Stored data
//! Source map mapping table and nearest-preceding position lookup
//!
//! Global invariants enforced:
//! - The mapping table is sorted by generated position and never mutated after construction
//! - A failed decode is a distinct state from an empty table
//!
//! Decoding of the base64-VLQ `mappings` string is delegated to the `sourcemap` crate;
//! this module only keeps the decoded rows it needs for lookups.

use crate::error::Result;
use crate::position::SourcePosition;
use serde::{Deserialize, Serialize};

/// One row of a source map: a generated position and what it maps back to
#[derive(Debug, Clone, PartialEq, Eq, Serialize, Deserialize)]
pub struct MappingEntry {
    pub generated_source_position: SourcePosition,
    pub original_source_position: Option<SourcePosition>,
    pub original_file_name: Option<String>,
    pub original_name: Option<String>,
}

impl MappingEntry {
    /// Entry for a generated position that has no original counterpart
    pub fn generated_only(generated_source_position: SourcePosition) -> Self {
        MappingEntry {
            generated_source_position,
            original_source_position: None,
            original_file_name: None,
            original_name: None,
        }
    }
}

/// Queryable source map
///
/// `parsed_mappings` is `None` when the source map body could not be decoded.
#[derive(Debug, Clone, PartialEq, Eq)]
pub struct SourceMap {
    parsed_mappings: Option<Vec<MappingEntry>>,
}

impl SourceMap {
    /// Build a source map from decoded entries in any order
    ///
    /// The sort is stable, so entries sharing a generated position keep their
    /// relative order and the first of them wins lookups.
    pub fn new(mut entries: Vec<MappingEntry>) -> Self {
        entries.sort_by_key(|entry| entry.generated_source_position);
        SourceMap {
            parsed_mappings: Some(entries),
        }
    }

    /// A source map whose mappings could not be decoded
    pub fn failed_to_parse() -> Self {
        SourceMap {
            parsed_mappings: None,
        }
    }

    /// True when the mapping table was decoded successfully
    pub fn is_parsed(&self) -> bool {
        self.parsed_mappings.is_some()
    }

    pub fn parsed_mappings(&self) -> Option<&[MappingEntry]> {
        self.parsed_mappings.as_deref()
    }

    /// Number of mapping entries (0 when decoding failed)
    pub fn len(&self) -> usize {
        self.parsed_mappings.as_ref().map_or(0, Vec::len)
    }

    pub fn is_empty(&self) -> bool {
        self.len() == 0
    }

    /// Find the entry with the greatest generated position `<= position`
    ///
    /// Returns `None` when the position precedes every entry, when the table is
    /// empty, or when the source map failed to parse. The match may lie on an
    /// earlier generated line than `position`.
    pub fn get_mapping_entry_for_generated_source_position(
        &self,
        position: SourcePosition,
    ) -> Option<&MappingEntry> {
        let mappings = self.parsed_mappings.as_deref()?;

        // Number of entries at or before the position
        let idx = mappings.partition_point(|entry| entry.generated_source_position <= position);
        if idx == 0 {
            return None;
        }

        // Step back to the first of any entries sharing the winning position
        let winning = mappings[idx - 1].generated_source_position;
        let first = mappings[..idx]
            .partition_point(|entry| entry.generated_source_position < winning);

        mappings.get(first)
    }
}

/// Decode source map JSON into a [`SourceMap`]
///
/// Segments without source information become entries with only a generated position.
pub fn parse_source_map(json: &str) -> Result<SourceMap> {
    let decoded = sourcemap::SourceMap::from_slice(json.as_bytes())?;

    let entries = decoded
        .tokens()
        .map(|token| {
            let generated = SourcePosition::new(token.get_dst_line(), token.get_dst_col());
            match token.get_source() {
                Some(source) => MappingEntry {
                    generated_source_position: generated,
                    original_source_position: Some(SourcePosition::new(
                        token.get_src_line(),
                        token.get_src_col(),
                    )),
                    original_file_name: Some(source.to_string()),
                    original_name: token.get_name().map(str::to_string),
                },
                None => MappingEntry::generated_only(generated),
            }
        })
        .collect();

    Ok(SourceMap::new(entries))
}

/// Decode source map JSON, falling back to the parse-failure state
pub fn source_map_from_text(json: &str) -> SourceMap {
    match parse_source_map(json) {
        Ok(source_map) => source_map,
        Err(e) => {
            tracing::warn!(error = %e, "Source map failed to parse");
            SourceMap::failed_to_parse()
        }
    }
}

▶ **What to produce**:
Before answering, count every line of the data that holds the word "could"; the reply is that number only.

▶ **Result for this task**:
2